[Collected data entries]
-- -- --

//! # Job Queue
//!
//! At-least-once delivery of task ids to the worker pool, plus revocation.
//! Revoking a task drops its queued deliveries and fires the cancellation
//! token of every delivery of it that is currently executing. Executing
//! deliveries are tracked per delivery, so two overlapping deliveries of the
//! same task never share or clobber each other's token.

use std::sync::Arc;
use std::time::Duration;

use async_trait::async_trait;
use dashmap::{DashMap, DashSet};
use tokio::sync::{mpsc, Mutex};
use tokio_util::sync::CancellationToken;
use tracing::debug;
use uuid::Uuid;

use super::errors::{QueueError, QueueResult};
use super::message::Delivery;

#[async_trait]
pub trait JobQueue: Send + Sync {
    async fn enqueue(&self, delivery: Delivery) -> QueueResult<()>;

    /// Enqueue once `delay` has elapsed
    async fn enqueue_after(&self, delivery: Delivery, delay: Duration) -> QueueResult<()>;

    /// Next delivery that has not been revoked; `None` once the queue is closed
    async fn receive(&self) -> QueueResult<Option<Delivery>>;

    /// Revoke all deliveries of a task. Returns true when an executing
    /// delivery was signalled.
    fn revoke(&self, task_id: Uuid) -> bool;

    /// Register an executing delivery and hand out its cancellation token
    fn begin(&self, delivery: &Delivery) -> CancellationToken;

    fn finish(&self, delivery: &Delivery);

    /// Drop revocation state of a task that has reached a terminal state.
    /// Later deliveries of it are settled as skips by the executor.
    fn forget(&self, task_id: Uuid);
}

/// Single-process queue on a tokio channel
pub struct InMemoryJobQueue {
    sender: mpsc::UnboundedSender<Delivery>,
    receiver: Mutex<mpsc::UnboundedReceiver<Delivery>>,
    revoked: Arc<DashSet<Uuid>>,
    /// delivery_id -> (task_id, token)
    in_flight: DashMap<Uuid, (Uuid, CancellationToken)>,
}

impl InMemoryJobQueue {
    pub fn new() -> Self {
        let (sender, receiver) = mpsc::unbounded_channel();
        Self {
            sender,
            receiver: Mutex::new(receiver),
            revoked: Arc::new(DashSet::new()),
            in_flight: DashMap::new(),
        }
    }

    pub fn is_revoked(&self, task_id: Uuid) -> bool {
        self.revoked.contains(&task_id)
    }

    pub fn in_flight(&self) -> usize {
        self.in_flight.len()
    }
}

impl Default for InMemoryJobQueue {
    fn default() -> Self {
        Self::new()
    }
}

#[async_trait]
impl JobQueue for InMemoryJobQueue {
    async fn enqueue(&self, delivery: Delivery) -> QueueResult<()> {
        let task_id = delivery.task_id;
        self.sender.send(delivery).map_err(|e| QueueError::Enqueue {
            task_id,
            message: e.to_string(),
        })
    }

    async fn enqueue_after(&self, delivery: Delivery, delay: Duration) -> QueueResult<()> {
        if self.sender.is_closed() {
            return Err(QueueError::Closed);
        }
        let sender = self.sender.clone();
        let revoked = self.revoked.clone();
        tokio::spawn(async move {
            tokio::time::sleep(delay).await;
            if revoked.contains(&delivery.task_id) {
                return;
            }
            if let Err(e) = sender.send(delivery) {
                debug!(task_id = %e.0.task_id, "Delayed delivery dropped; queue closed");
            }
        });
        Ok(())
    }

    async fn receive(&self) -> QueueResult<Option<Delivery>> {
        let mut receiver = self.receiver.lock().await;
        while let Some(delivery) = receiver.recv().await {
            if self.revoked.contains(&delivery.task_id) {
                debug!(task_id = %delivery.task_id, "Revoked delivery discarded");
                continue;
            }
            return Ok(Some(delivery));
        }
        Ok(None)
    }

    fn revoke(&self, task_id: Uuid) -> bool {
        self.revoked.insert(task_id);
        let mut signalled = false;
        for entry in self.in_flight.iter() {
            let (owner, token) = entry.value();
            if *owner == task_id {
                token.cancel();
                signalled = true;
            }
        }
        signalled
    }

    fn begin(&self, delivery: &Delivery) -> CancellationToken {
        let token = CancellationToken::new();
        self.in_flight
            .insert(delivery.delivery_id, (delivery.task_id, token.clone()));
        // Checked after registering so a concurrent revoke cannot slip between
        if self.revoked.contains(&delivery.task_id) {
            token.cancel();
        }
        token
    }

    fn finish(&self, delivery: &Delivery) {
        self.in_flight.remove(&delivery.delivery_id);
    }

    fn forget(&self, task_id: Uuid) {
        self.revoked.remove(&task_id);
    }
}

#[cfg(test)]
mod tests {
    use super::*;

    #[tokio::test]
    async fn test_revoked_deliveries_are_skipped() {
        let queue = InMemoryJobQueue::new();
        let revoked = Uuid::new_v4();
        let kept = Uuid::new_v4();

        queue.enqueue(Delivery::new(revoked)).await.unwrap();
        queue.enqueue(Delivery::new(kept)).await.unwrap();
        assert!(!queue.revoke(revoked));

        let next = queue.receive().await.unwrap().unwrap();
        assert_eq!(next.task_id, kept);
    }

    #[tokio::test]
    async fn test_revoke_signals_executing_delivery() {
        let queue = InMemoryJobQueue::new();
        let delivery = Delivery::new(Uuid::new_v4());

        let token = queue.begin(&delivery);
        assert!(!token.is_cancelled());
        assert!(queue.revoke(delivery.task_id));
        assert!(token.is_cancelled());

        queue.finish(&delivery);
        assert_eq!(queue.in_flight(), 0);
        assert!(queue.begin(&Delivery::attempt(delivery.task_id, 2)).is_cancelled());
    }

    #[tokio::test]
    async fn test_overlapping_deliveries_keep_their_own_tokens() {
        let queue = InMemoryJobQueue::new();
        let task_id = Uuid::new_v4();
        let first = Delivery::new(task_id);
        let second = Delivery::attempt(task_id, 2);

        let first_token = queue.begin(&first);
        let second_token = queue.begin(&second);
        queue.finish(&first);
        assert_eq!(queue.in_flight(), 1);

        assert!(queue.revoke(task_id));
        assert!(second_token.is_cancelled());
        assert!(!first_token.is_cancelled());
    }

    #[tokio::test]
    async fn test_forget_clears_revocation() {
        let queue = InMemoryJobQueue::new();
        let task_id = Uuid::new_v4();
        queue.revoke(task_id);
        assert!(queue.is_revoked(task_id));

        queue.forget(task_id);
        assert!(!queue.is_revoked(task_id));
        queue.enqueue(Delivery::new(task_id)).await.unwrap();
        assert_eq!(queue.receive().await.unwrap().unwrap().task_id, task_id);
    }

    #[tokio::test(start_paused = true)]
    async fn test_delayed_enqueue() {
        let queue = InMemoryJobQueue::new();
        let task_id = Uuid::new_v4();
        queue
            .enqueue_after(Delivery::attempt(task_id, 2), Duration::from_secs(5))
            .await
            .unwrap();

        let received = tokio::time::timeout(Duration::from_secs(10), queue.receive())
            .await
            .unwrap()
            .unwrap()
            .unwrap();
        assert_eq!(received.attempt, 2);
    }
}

-- -- --

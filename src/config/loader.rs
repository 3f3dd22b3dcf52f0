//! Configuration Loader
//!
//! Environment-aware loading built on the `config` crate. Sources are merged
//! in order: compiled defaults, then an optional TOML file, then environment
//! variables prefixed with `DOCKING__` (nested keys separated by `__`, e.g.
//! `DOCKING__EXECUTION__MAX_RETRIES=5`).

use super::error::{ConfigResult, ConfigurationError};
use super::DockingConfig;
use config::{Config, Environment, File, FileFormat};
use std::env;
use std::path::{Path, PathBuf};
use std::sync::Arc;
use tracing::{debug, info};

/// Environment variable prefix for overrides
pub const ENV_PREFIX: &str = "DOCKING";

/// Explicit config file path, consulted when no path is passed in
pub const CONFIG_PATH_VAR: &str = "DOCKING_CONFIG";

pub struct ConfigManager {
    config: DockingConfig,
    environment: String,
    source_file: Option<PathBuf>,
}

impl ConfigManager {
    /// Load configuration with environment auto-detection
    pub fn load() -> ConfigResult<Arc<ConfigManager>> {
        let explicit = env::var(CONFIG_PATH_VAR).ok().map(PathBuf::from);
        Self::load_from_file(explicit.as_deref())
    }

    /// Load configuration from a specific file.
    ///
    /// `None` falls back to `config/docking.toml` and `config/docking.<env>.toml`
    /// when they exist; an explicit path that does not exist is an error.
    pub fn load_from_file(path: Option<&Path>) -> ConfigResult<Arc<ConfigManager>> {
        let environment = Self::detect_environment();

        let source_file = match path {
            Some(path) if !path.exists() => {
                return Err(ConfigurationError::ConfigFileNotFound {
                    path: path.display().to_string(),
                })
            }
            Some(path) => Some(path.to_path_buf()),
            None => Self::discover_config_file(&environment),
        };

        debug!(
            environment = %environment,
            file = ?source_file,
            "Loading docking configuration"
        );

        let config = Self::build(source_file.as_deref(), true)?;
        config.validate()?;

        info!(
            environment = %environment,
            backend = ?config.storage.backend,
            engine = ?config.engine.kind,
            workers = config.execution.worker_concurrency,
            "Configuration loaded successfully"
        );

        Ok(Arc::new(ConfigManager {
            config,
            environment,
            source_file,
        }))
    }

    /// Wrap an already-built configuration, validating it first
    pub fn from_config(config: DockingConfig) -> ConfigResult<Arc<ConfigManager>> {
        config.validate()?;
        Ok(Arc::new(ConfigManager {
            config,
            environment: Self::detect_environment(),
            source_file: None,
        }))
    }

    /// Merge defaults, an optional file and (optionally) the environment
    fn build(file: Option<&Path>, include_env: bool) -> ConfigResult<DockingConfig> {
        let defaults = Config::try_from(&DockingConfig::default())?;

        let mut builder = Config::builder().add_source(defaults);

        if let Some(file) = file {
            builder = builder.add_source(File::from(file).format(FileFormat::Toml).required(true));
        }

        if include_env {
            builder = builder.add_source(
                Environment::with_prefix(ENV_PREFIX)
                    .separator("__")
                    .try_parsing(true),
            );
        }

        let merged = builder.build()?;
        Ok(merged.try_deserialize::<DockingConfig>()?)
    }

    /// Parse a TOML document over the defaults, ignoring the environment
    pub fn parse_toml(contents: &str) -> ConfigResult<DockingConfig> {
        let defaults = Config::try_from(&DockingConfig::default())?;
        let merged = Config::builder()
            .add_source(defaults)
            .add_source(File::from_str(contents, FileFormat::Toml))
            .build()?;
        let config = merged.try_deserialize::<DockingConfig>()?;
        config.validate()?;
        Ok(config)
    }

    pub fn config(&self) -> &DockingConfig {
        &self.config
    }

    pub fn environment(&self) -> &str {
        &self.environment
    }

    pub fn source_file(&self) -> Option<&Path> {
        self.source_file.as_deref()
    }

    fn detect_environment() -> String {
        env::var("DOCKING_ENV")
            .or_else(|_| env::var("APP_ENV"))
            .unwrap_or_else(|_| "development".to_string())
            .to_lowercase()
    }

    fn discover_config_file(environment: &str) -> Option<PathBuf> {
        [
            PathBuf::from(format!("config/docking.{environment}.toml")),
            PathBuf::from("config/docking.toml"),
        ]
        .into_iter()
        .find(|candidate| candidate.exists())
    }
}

-- -- --

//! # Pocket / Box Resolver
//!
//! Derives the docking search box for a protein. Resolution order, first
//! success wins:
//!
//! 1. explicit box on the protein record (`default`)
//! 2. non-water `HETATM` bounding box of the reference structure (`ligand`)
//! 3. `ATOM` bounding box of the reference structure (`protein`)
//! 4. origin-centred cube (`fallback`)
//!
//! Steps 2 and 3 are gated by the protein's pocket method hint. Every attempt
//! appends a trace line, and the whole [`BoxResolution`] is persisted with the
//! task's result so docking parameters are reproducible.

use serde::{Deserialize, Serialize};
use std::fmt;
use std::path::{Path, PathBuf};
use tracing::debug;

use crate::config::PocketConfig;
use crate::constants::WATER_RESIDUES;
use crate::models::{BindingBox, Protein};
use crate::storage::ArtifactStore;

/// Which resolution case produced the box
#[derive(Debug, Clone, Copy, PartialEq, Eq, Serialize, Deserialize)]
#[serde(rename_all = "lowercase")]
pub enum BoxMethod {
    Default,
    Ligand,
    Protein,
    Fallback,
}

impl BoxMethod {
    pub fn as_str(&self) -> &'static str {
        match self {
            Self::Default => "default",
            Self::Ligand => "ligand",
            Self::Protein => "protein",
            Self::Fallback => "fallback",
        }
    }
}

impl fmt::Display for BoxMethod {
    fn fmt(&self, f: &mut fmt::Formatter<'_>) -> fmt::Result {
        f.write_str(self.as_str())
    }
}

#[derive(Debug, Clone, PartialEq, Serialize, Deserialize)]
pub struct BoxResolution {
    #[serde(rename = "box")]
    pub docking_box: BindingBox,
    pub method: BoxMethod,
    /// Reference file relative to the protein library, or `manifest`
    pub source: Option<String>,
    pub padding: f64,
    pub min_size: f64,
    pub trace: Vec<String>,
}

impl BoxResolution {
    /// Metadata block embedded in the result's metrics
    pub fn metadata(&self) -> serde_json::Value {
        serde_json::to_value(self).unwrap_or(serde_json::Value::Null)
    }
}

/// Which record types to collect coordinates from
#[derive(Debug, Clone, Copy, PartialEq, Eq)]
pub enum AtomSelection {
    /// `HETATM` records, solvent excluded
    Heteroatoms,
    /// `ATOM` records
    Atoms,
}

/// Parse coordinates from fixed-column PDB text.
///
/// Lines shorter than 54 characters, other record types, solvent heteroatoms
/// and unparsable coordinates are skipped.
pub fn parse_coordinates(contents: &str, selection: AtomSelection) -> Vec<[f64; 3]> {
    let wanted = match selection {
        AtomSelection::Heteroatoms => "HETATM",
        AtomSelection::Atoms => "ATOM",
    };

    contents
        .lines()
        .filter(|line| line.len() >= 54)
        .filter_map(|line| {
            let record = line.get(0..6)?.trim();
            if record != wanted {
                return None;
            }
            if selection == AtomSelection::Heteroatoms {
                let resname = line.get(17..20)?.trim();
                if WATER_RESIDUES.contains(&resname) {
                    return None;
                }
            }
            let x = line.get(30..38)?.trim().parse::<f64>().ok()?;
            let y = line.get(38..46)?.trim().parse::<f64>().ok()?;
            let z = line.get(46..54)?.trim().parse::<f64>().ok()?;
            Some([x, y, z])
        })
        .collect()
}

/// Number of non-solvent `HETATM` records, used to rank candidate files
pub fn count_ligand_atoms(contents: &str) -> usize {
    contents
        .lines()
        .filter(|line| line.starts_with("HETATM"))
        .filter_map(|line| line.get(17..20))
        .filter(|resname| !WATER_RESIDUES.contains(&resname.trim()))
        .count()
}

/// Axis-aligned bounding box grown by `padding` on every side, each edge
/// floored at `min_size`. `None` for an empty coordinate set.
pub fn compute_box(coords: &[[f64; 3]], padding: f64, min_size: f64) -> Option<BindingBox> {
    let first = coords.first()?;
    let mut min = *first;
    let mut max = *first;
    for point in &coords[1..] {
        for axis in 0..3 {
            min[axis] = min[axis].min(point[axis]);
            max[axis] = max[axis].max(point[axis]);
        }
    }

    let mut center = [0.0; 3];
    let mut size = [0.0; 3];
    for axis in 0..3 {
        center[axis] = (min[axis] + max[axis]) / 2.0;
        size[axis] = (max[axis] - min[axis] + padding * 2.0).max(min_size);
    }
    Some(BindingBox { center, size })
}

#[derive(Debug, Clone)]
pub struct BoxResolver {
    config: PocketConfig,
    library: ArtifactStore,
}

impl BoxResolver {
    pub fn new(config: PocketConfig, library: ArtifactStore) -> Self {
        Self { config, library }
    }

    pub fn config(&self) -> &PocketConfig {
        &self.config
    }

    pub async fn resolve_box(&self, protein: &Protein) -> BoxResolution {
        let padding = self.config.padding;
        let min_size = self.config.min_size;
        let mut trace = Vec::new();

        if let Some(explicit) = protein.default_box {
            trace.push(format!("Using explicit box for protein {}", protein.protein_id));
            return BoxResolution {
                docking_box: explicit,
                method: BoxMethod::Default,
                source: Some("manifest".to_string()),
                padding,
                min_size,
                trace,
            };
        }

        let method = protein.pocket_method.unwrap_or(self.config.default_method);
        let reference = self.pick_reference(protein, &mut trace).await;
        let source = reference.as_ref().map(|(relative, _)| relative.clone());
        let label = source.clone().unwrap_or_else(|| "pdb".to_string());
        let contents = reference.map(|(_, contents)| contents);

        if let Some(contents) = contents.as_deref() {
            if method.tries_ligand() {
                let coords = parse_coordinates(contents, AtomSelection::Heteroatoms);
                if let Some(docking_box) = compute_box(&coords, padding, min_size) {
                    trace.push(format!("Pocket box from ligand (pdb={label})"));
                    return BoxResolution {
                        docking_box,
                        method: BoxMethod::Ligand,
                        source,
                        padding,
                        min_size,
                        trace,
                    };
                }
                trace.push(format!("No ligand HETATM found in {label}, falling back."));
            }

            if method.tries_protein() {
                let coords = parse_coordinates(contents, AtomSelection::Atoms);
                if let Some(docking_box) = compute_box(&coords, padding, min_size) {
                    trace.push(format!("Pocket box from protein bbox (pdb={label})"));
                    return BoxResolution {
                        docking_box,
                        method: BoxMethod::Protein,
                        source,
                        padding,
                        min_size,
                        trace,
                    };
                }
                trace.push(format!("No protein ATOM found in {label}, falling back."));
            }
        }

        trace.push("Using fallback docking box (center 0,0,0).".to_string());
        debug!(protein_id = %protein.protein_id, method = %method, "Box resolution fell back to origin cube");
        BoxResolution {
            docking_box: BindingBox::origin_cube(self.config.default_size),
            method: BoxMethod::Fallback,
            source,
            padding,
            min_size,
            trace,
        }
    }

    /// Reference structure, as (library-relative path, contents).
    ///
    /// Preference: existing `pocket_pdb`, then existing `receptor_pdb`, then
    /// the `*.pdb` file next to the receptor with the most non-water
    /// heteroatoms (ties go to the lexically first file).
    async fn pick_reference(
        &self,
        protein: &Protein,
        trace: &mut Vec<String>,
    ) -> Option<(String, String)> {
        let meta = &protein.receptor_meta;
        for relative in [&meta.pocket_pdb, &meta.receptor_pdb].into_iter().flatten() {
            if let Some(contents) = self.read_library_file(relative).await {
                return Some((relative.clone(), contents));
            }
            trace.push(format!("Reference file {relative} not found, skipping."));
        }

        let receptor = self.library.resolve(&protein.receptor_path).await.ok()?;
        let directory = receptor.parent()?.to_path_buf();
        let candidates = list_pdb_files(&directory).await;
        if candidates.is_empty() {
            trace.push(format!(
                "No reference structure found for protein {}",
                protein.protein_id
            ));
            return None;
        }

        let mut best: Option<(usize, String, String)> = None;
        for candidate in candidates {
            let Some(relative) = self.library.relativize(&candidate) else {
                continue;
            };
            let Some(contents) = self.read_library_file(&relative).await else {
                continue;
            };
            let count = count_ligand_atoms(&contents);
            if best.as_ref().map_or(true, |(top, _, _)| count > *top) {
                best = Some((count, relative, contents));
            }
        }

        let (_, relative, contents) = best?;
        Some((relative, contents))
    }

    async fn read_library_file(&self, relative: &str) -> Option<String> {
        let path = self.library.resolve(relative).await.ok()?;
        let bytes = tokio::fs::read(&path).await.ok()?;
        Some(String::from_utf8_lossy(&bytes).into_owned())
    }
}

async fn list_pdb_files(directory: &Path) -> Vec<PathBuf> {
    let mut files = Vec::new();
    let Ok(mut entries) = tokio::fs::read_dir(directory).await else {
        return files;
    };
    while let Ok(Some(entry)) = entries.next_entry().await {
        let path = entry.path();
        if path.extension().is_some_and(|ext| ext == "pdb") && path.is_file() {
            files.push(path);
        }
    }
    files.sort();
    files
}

-- -- --

**EXERCISE DESCRIPTION:** The lines in the entries above that carry the word "wanted" must be copied.

**TASK RESULT:**
    let wanted = match selection {
            if record != wanted {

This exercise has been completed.